5. Lorsqu'il rejette la demande d'asile ou qu'il refuse d'entrer en matière à ce sujet, le SEM prononce, en règle générale, le renvoi de Suisse et en ordonne l'exécution ; il tient compte du principe de l'unité de la famille (art. 44 LAsi). Aucune exception à la règle générale du renvoi, énoncée à l'art. 32 al. 1 de l'ordonnance 1 du 11 août 1999 sur l'asile relative à la procédure (OA 1, RS 142.311), n'étant en l'occurrence réalisée, le Tribunal est tenu, de par la loi, de confirmer cette mesure. La décision rendue par le SEM quant au renvoi est ainsi confirmée. S'agissant de l'exécution de cette mesure, le Tribunal constate que le SEM a reconnu la qualité de réfugié du recourant et a prononcé son admission provisoire, l'exécution du renvoi étant de ce fait illicite. Cette question n'a donc plus à être tranchée.

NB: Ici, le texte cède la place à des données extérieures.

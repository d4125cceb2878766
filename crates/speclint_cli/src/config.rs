//! Session configuration: defaults, then the TOML file, then flags.

use std::fs;
use std::path::{Path, PathBuf};
use std::time::Duration;

use serde::Deserialize;
use thiserror::Error;
use tracing::debug;

use speclint_lint::SessionConfig;
use speclint_runner::BuildConfig;

#[derive(Error, Debug)]
pub enum ConfigError {
    #[error("Unable to read config file {path:?}: {source}")]
    Read {
        path: PathBuf,
        #[source]
        source: std::io::Error,
    },

    #[error("Invalid config file {path:?}: {message}")]
    Parse { path: PathBuf, message: String },

    #[error("{0}")]
    Invalid(String),
}

/// Contents of a `--config` file.
#[derive(Debug, Default, Deserialize, PartialEq)]
#[serde(deny_unknown_fields)]
pub struct FileConfig {
    pub repos_dir: Option<PathBuf>,
    pub concurrency: Option<usize>,
    pub fetch_timeout_secs: Option<u64>,
    pub build: Option<BuildConfig>,
}

impl FileConfig {
    /// Load a config file. A relative `repos_dir` is taken relative to the
    /// directory holding the file.
    pub fn load(path: &Path) -> Result<Self, ConfigError> {
        debug!("Loading config from {:?}", path);
        let content = fs::read_to_string(path).map_err(|source| ConfigError::Read {
            path: path.to_path_buf(),
            source,
        })?;
        let mut file = Self::parse(&content, path)?;
        if let (Some(dir), Some(base)) = (file.repos_dir.as_mut(), path.parent()) {
            if dir.is_relative() {
                *dir = base.join(&*dir);
            }
        }
        Ok(file)
    }

    pub fn parse(content: &str, path: &Path) -> Result<Self, ConfigError> {
        toml::from_str(content).map_err(|e| ConfigError::Parse {
            path: path.to_path_buf(),
            message: e.to_string(),
        })
    }
}

/// Values given on the command line or through the environment.
#[derive(Debug, Default)]
pub struct Overrides {
    pub repos_dir: Option<PathBuf>,
    pub concurrency: Option<usize>,
}

/// Layer file values and overrides on top of the defaults. Relative paths
/// left after loading are taken relative to `working_dir`.
pub fn session_config(
    working_dir: &Path,
    file: FileConfig,
    overrides: Overrides,
) -> Result<SessionConfig, ConfigError> {
    let mut config = SessionConfig::new(working_dir);

    if let Some(dir) = overrides.repos_dir.or(file.repos_dir) {
        config = config.with_repos_dir(working_dir.join(dir));
    }

    let concurrency = overrides.concurrency.or(file.concurrency).unwrap_or(config.concurrency);
    if concurrency == 0 {
        return Err(ConfigError::Invalid("concurrency must be at least 1".to_string()));
    }
    config = config.with_concurrency(concurrency);

    if let Some(secs) = file.fetch_timeout_secs {
        config = config.with_fetch_timeout(Duration::from_secs(secs));
    }
    if let Some(build) = file.build {
        if build.program.trim().is_empty() {
            return Err(ConfigError::Invalid("build.program must not be empty".to_string()));
        }
        config = config.with_build(build);
    }

    Ok(config)
}

#[cfg(test)]
mod tests {
    use super::*;
    use tempfile::tempdir;

    const EXAMPLE: &str = r#"
repos_dir = "/var/specs"
concurrency = 8
fetch_timeout_secs = 120

[build]
program = "make"
args = ["lint-build"]
"#;

    #[test]
    fn test_parse_file_config() {
        let file = FileConfig::parse(EXAMPLE, Path::new("speclint.toml")).unwrap();
        assert_eq!(file.repos_dir, Some(PathBuf::from("/var/specs")));
        assert_eq!(file.concurrency, Some(8));
        let build = file.build.unwrap();
        assert_eq!(build.program, "make");
        assert_eq!(build.args, vec!["lint-build"]);
        assert_eq!(build.timeout_secs, 600);
    }

    #[test]
    fn test_unknown_keys_are_rejected() {
        let err = FileConfig::parse("paralelism = 3", Path::new("speclint.toml")).unwrap_err();
        assert!(matches!(err, ConfigError::Parse { .. }));
    }

    #[test]
    fn test_flags_override_file() {
        let file = FileConfig::parse(EXAMPLE, Path::new("speclint.toml")).unwrap();
        let overrides = Overrides {
            repos_dir: Some(PathBuf::from("repos")),
            concurrency: Some(2),
        };
        let config = session_config(Path::new("/work"), file, overrides).unwrap();

        assert_eq!(config.repos_dir, Some(PathBuf::from("/work/repos")));
        assert_eq!(config.concurrency, 2);
        assert_eq!(config.fetch_timeout, Duration::from_secs(120));
        assert!(config.build.is_some());
    }

    #[test]
    fn test_relative_repos_dir_follows_config_file() {
        let temp = tempdir().unwrap();
        let conf_dir = temp.path().join("conf");
        fs::create_dir_all(&conf_dir).unwrap();
        let path = conf_dir.join("speclint.toml");
        fs::write(&path, "repos_dir = \"specs\"").unwrap();

        let file = FileConfig::load(&path).unwrap();
        assert_eq!(file.repos_dir, Some(conf_dir.join("specs")));

        let config = session_config(Path::new("/work"), file, Overrides::default()).unwrap();
        assert_eq!(config.repos_dir, Some(conf_dir.join("specs")));

        let from_flag = Overrides {
            repos_dir: Some(PathBuf::from("repos")),
            ..Default::default()
        };
        let config = session_config(Path::new("/work"), FileConfig::load(&path).unwrap(), from_flag).unwrap();
        assert_eq!(config.repos_dir, Some(PathBuf::from("/work/repos")));
    }

    #[test]
    fn test_missing_config_file() {
        let temp = tempdir().unwrap();
        let err = FileConfig::load(&temp.path().join("absent.toml")).unwrap_err();
        assert!(matches!(err, ConfigError::Read { .. }));
    }

    #[test]
    fn test_defaults() {
        let config =
            session_config(Path::new("/work"), FileConfig::default(), Overrides::default()).unwrap();
        assert_eq!(config.working_dir, PathBuf::from("/work"));
        assert_eq!(config.repos_dir, None);
        assert_eq!(config.concurrency, 4);
        assert!(config.build.is_none());
    }

    #[test]
    fn test_zero_concurrency_is_invalid() {
        let overrides = Overrides {
            concurrency: Some(0),
            ..Default::default()
        };
        let err = session_config(Path::new("/work"), FileConfig::default(), overrides).unwrap_err();
        assert!(matches!(err, ConfigError::Invalid(_)));
    }
}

6. Il résulte de ce qui précède que la décision attaquée, hormis la violation du droit d'être entendu qui a été guérie en procédure de recours (cf. consid. 2.4), ne viole pas le droit fédéral et a établi de manière exacte et complète l'état de fait pertinent (art. 106 al. 1 LAsi). En conséquence, le recours est rejeté.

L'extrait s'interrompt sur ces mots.